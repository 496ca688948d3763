//! redis-failover-operator library crate
//!
//! Exports the RedisFailover CRD, the node client, the reconcile pass and the
//! resource generators, plus [`run_controller`], which wires them into a
//! kube-runtime controller.

pub mod client;
pub mod controller;
pub mod crd;
pub mod health;
pub mod resources;

pub use controller::config::OperatorConfig;
pub use health::HealthState;

use std::sync::Arc;

use futures::{Stream, StreamExt};
use k8s_openapi::api::apps::v1::{Deployment, StatefulSet};
use k8s_openapi::api::core::v1::{ConfigMap, Service};
use kube::runtime::controller::{self as runtime_controller, Action};
use kube::runtime::reflector::ObjectRef;
use kube::runtime::watcher::Config as WatcherConfig;
use kube::runtime::{Controller, WatchStreamExt, metadata_watcher, predicates, reflector, watcher};
use kube::{Api, Client, Resource};
use serde::de::DeserializeOwned;
use tracing::{debug, error, info};

use controller::context::Context;
use controller::error::Error;
use controller::reconciler::{error_policy, reconcile};
use crd::RedisFailover;

/// Namespaced API when `namespace` is set, cluster-wide otherwise.
pub fn scoped_api<T>(client: Client, namespace: Option<&str>) -> Api<T>
where
    T: Resource<Scope = k8s_openapi::NamespaceResourceScope>,
    <T as Resource>::DynamicType: Default,
    T: Clone + DeserializeOwned + std::fmt::Debug,
{
    match namespace {
        Some(ns) => Api::namespaced(client, ns),
        None => Api::all(client),
    }
}

/// Watch every RedisFailover through a reflector, with backoff, dropping
/// events that do not change the generation (status writes included).
fn failover_stream(
    api: Api<RedisFailover>,
    config: WatcherConfig,
) -> (
    reflector::Store<RedisFailover>,
    impl Stream<Item = Result<RedisFailover, watcher::Error>>,
) {
    let (reader, writer) = reflector::store();
    let stream = reflector(writer, watcher(api, config))
        .default_backoff()
        .applied_objects()
        .predicate_filter(predicates::generation, Default::default());
    (reader, stream)
}

type PassResult =
    Result<(ObjectRef<RedisFailover>, Action), runtime_controller::Error<Error, watcher::Error>>;

fn log_result(result: PassResult) {
    match result {
        Ok((obj, _)) => debug!(name = %obj.name, "Reconciled"),
        // Watch events for owned objects can outlive the instance.
        Err(runtime_controller::Error::ObjectNotFound(obj)) => {
            debug!(name = %obj.name, "Instance no longer exists");
        }
        Err(runtime_controller::Error::ReconcilerFailed(err, obj)) if err.is_not_found() => {
            debug!(name = %obj.name, "Instance deleted during pass");
        }
        Err(e) => error!(error = ?e, "Reconciliation failed"),
    }
}

/// Run the RedisFailover controller until its stream ends.
///
/// Watches `config.watch_namespace`, or every namespace when unset. Owned
/// StatefulSets and Deployments are watched in full, Services and ConfigMaps
/// by metadata only; a change to any of them triggers a pass on the owner.
///
/// When `health_state` is given, readiness is set and pass metrics recorded.
pub async fn run_controller(
    client: Client,
    config: OperatorConfig,
    health_state: Option<Arc<HealthState>>,
) {
    let namespace = config.watch_namespace.clone();
    let namespace = namespace.as_deref();
    info!(
        scope = namespace.unwrap_or("cluster-wide"),
        "Starting RedisFailover controller"
    );

    if let Some(state) = &health_state {
        state.set_ready(true).await;
    }

    let ctx = Arc::new(Context::new(client.clone(), config, health_state));
    let watcher_config = WatcherConfig::default().any_semantic();

    let (reader, failovers) = failover_stream(
        scoped_api(client.clone(), namespace),
        watcher_config.clone(),
    );
    let statefulsets: Api<StatefulSet> = scoped_api(client.clone(), namespace);
    let deployments: Api<Deployment> = scoped_api(client.clone(), namespace);
    let services: Api<Service> = scoped_api(client.clone(), namespace);
    let configmaps: Api<ConfigMap> = scoped_api(client, namespace);

    Controller::for_stream(failovers, reader)
        .owns(statefulsets, watcher_config.clone())
        .owns(deployments, watcher_config.clone())
        .owns_stream(metadata_watcher(services, watcher_config.clone()).touched_objects())
        .owns_stream(metadata_watcher(configmaps, watcher_config).touched_objects())
        .run(reconcile, error_policy, ctx)
        .for_each(|result| async move { log_result(result) })
        .await;

    error!("Controller stream ended unexpectedly");
}
//! Health server for Kubernetes probes and Prometheus metrics.
//!
//! Provides:
//! - `/healthz` - Liveness probe (always returns 200 if server is running)
//! - `/readyz` - Readiness probe (returns 200 when ready to serve traffic)
//! - `/metrics` - Prometheus metrics endpoint

use std::sync::Arc;
use std::sync::atomic::AtomicU64;

use axum::{
    Router,
    extract::State,
    http::StatusCode,
    response::{IntoResponse, Response},
    routing::get,
};
use prometheus_client::encoding::text::encode;
use prometheus_client::encoding::{EncodeLabel, EncodeLabelSet, LabelSetEncoder};
use prometheus_client::metrics::counter::Counter;
use prometheus_client::metrics::family::Family;
use prometheus_client::metrics::gauge::Gauge;
use prometheus_client::metrics::histogram::{Histogram, exponential_buckets};
use prometheus_client::registry::Registry;
use tokio::sync::RwLock;
use tracing::info;

/// Per-instance metric labels
#[derive(Clone, Debug, Hash, PartialEq, Eq)]
pub struct ReconcileLabels {
    pub namespace: String,
    pub name: String,
}

impl ReconcileLabels {
    fn new(namespace: &str, name: &str) -> Self {
        Self {
            namespace: namespace.to_string(),
            name: name.to_string(),
        }
    }
}

impl EncodeLabelSet for ReconcileLabels {
    fn encode(&self, encoder: &mut LabelSetEncoder<'_>) -> Result<(), std::fmt::Error> {
        ("namespace", self.namespace.as_str()).encode(encoder.encode_label())?;
        ("name", self.name.as_str()).encode(encoder.encode_label())?;
        Ok(())
    }
}

/// Labels for heal operation metrics
#[derive(Clone, Debug, Hash, PartialEq, Eq)]
pub struct HealLabels {
    pub kind: String,
}

impl EncodeLabelSet for HealLabels {
    fn encode(&self, encoder: &mut LabelSetEncoder<'_>) -> Result<(), std::fmt::Error> {
        ("kind", self.kind.as_str()).encode(encoder.encode_label())?;
        Ok(())
    }
}

/// Shared metrics for the operator
pub struct Metrics {
    /// Total reconciliations counter
    pub reconciliations_total: Family<ReconcileLabels, Counter>,
    /// Failed reconciliations counter
    pub reconciliation_errors_total: Family<ReconcileLabels, Counter>,
    /// Reconciliation duration histogram
    pub reconcile_duration_seconds: Family<ReconcileLabels, Histogram>,
    /// 1 when the last pass succeeded, 0 when it failed
    pub cluster_ok: Family<ReconcileLabels, Gauge>,
    /// Corrective commands issued, by kind
    pub heal_operations_total: Family<HealLabels, Counter>,
    /// Prometheus registry
    registry: Registry,
}

impl Default for Metrics {
    fn default() -> Self {
        Self::new()
    }
}

impl Metrics {
    /// Create a new metrics instance with registered metrics
    pub fn new() -> Self {
        let mut registry = Registry::default();

        let reconciliations_total = Family::<ReconcileLabels, Counter>::default();
        registry.register(
            "redis_failover_reconciliations",
            "Total number of reconciliations",
            reconciliations_total.clone(),
        );

        let reconciliation_errors_total = Family::<ReconcileLabels, Counter>::default();
        registry.register(
            "redis_failover_reconciliation_errors",
            "Total number of reconciliation errors",
            reconciliation_errors_total.clone(),
        );

        let reconcile_duration_seconds =
            Family::<ReconcileLabels, Histogram>::new_with_constructor(|| {
                Histogram::new(exponential_buckets(0.001, 2.0, 15))
            });
        registry.register(
            "redis_failover_reconcile_duration_seconds",
            "Duration of reconciliation in seconds",
            reconcile_duration_seconds.clone(),
        );

        let cluster_ok = Family::<ReconcileLabels, Gauge>::default();
        registry.register(
            "redis_failover_cluster_ok",
            "Whether the last pass for a RedisFailover succeeded (1) or failed (0)",
            cluster_ok.clone(),
        );

        let heal_operations_total = Family::<HealLabels, Counter>::default();
        registry.register(
            "redis_failover_heal_operations",
            "Total number of corrective commands issued, by kind",
            heal_operations_total.clone(),
        );

        Self {
            reconciliations_total,
            reconciliation_errors_total,
            reconcile_duration_seconds,
            cluster_ok,
            heal_operations_total,
            registry,
        }
    }

    /// Record a successful pass and its duration
    pub fn record_reconcile(&self, namespace: &str, name: &str, duration_secs: f64) {
        let labels = ReconcileLabels::new(namespace, name);
        self.reconciliations_total.get_or_create(&labels).inc();
        self.reconcile_duration_seconds
            .get_or_create(&labels)
            .observe(duration_secs);
    }

    /// Record a failed pass
    pub fn record_error(&self, namespace: &str, name: &str) {
        self.reconciliation_errors_total
            .get_or_create(&ReconcileLabels::new(namespace, name))
            .inc();
    }

    /// Record the outcome of the last pass for an instance
    pub fn set_cluster_ok(&self, namespace: &str, name: &str, ok: bool) {
        self.cluster_ok
            .get_or_create(&ReconcileLabels::new(namespace, name))
            .set(i64::from(ok));
    }

    /// Drop the gauge of a deleted instance
    pub fn remove_cluster_ok(&self, namespace: &str, name: &str) {
        self.cluster_ok.remove(&ReconcileLabels::new(namespace, name));
    }

    /// Record one corrective command
    pub fn record_heal(&self, kind: &str) {
        self.heal_operations_total
            .get_or_create(&HealLabels {
                kind: kind.to_string(),
            })
            .inc();
    }

    /// Encode metrics to Prometheus text format
    pub fn encode(&self) -> String {
        let mut buffer = String::new();
        if encode(&mut buffer, &self.registry).is_err() {
            tracing::error!("Failed to encode metrics");
            return "# Error encoding metrics".to_string();
        }
        buffer
    }
}

/// Shared state for the health server
pub struct HealthState {
    /// Whether the operator is ready (acquired leadership and running controller)
    ready: RwLock<bool>,
    /// Metrics registry
    pub metrics: Metrics,
    /// Last successful reconcile timestamp (Unix epoch seconds)
    pub last_reconcile: AtomicU64,
}

impl Default for HealthState {
    fn default() -> Self {
        Self::new()
    }
}

impl HealthState {
    /// Create a new health state (starts as not ready)
    pub fn new() -> Self {
        Self {
            ready: RwLock::new(false),
            metrics: Metrics::new(),
            last_reconcile: AtomicU64::new(0),
        }
    }

    /// Mark the operator as ready or not ready
    pub async fn set_ready(&self, ready: bool) {
        *self.ready.write().await = ready;
    }

    /// Check if the operator is ready
    pub async fn is_ready(&self) -> bool {
        *self.ready.read().await
    }
}

/// Liveness: answering at all means alive.
async fn healthz() -> impl IntoResponse {
    (StatusCode::OK, "ok")
}

/// Readiness: 503 until the controller runs, and again during shutdown.
async fn readyz(State(state): State<Arc<HealthState>>) -> Response {
    if state.is_ready().await {
        (StatusCode::OK, "ready").into_response()
    } else {
        (StatusCode::SERVICE_UNAVAILABLE, "not ready").into_response()
    }
}

async fn metrics_handler(State(state): State<Arc<HealthState>>) -> impl IntoResponse {
    let body = state.metrics.encode();
    (
        StatusCode::OK,
        [("content-type", "text/plain; version=0.0.4; charset=utf-8")],
        body,
    )
}

/// Router serving `/healthz`, `/readyz` and `/metrics`.
pub fn create_router(state: Arc<HealthState>) -> Router {
    Router::new()
        .route("/healthz", get(healthz))
        .route("/readyz", get(readyz))
        .route("/metrics", get(metrics_handler))
        .with_state(state)
}

/// Port the health server listens on.
pub const HEALTH_PORT: u16 = 8080;

/// Serve probes and metrics on all interfaces until the process exits.
pub async fn run_health_server(state: Arc<HealthState>) -> Result<(), std::io::Error> {
    let addr = std::net::SocketAddr::from(([0, 0, 0, 0], HEALTH_PORT));
    let listener = tokio::net::TcpListener::bind(addr).await?;
    info!(port = HEALTH_PORT, "Health server listening");
    axum::serve(listener, create_router(state)).await
}
//! Validation logic for RedisFailover specs.
//!
//! Runs before anything is applied; a failure aborts the pass with
//! `Error::Validation`. Checks:
//! - Instance name length (generated names must stay within DNS limits)
//! - Replica counts for both roles
//! - Custom config lines are `parameter value`
//! - Custom config does not touch operator-managed parameters
//! - Credential source is unambiguous

use kube::ResourceExt;

use crate::client::parsing::split_config_line;
use crate::controller::error::{Error, Result};
use crate::crd::RedisFailover;

/// Maximum instance name length; `rfr-s-` plus the name must stay a valid label.
pub const MAX_NAME_LENGTH: usize = 48;

/// Minimum number of replicas per role
pub const MIN_REPLICAS: i32 = 1;

/// Maximum number of replicas per role
pub const MAX_REPLICAS: i32 = 100;

/// Redis parameters owned by the operator.
pub const MANAGED_REDIS_PARAMS: &[&str] = &["requirepass", "masterauth", "slaveof", "replicaof"];

/// Sentinel parameters owned by the operator.
pub const MANAGED_SENTINEL_PARAMS: &[&str] = &["monitor", "auth-pass"];

/// Validate the resource spec
pub fn validate_spec(resource: &RedisFailover) -> Result<()> {
    validate_name(&resource.name_any())?;
    validate_replicas("redis", resource.spec.redis.replicas)?;
    validate_replicas("sentinel", resource.spec.sentinel.replicas)?;
    validate_custom_config(
        "redis",
        &resource.spec.redis.custom_config,
        MANAGED_REDIS_PARAMS,
    )?;
    validate_custom_config(
        "sentinel",
        &resource.spec.sentinel.custom_config,
        MANAGED_SENTINEL_PARAMS,
    )?;
    validate_auth(resource)?;
    Ok(())
}

fn validate_name(name: &str) -> Result<()> {
    if name.len() > MAX_NAME_LENGTH {
        return Err(Error::Validation(format!(
            "name '{}' is {} characters, maximum is {}",
            name,
            name.len(),
            MAX_NAME_LENGTH
        )));
    }
    Ok(())
}

fn validate_replicas(role: &str, replicas: i32) -> Result<()> {
    if replicas < MIN_REPLICAS {
        return Err(Error::Validation(format!(
            "{}.replicas {} is below minimum {}",
            role, replicas, MIN_REPLICAS
        )));
    }

    if replicas > MAX_REPLICAS {
        return Err(Error::Validation(format!(
            "{}.replicas {} exceeds maximum {}",
            role, replicas, MAX_REPLICAS
        )));
    }

    Ok(())
}

fn validate_custom_config(role: &str, lines: &[String], managed: &[&str]) -> Result<()> {
    for line in lines {
        let (param, _) = split_config_line(line).ok_or_else(|| {
            Error::Validation(format!(
                "{}.customConfig line '{}' must be '<parameter> <value>'",
                role, line
            ))
        })?;
        if managed.contains(&param.as_str()) {
            return Err(Error::Validation(format!(
                "{}.customConfig may not set '{}', it is managed by the operator",
                role, param
            )));
        }
    }
    Ok(())
}

fn validate_auth(resource: &RedisFailover) -> Result<()> {
    let redis = &resource.spec.redis;
    if let Some(auth) = &redis.auth {
        if resource.spec.inline_password().is_some() {
            return Err(Error::Validation(
                "redis.password and redis.auth.secretRef are mutually exclusive".to_string(),
            ));
        }
        if auth.secret_ref.name.is_empty() || auth.secret_ref.key.is_empty() {
            return Err(Error::Validation(
                "redis.auth.secretRef requires both name and key".to_string(),
            ));
        }
    }
    Ok(())
}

How to complete this task:
Return only the lines from the beginning of the material up to and including the line with "use crd::RedisFailover;", exactly as written.

Exercise answer:
repository 496ca688948d3763
//! redis-failover-operator library crate
//!
//! Exports the RedisFailover CRD, the node client, the reconcile pass and the
//! resource generators, plus [`run_controller`], which wires them into a
//! kube-runtime controller.

pub mod client;
pub mod controller;
pub mod crd;
pub mod health;
pub mod resources;

pub use controller::config::OperatorConfig;
pub use health::HealthState;

use std::sync::Arc;

use futures::{Stream, StreamExt};
use k8s_openapi::api::apps::v1::{Deployment, StatefulSet};
use k8s_openapi::api::core::v1::{ConfigMap, Service};
use kube::runtime::controller::{self as runtime_controller, Action};
use kube::runtime::reflector::ObjectRef;
use kube::runtime::watcher::Config as WatcherConfig;
use kube::runtime::{Controller, WatchStreamExt, metadata_watcher, predicates, reflector, watcher};
use kube::{Api, Client, Resource};
use serde::de::DeserializeOwned;
use tracing::{debug, error, info};

use controller::context::Context;
use controller::error::Error;
use controller::reconciler::{error_policy, reconcile};
use crd::RedisFailover;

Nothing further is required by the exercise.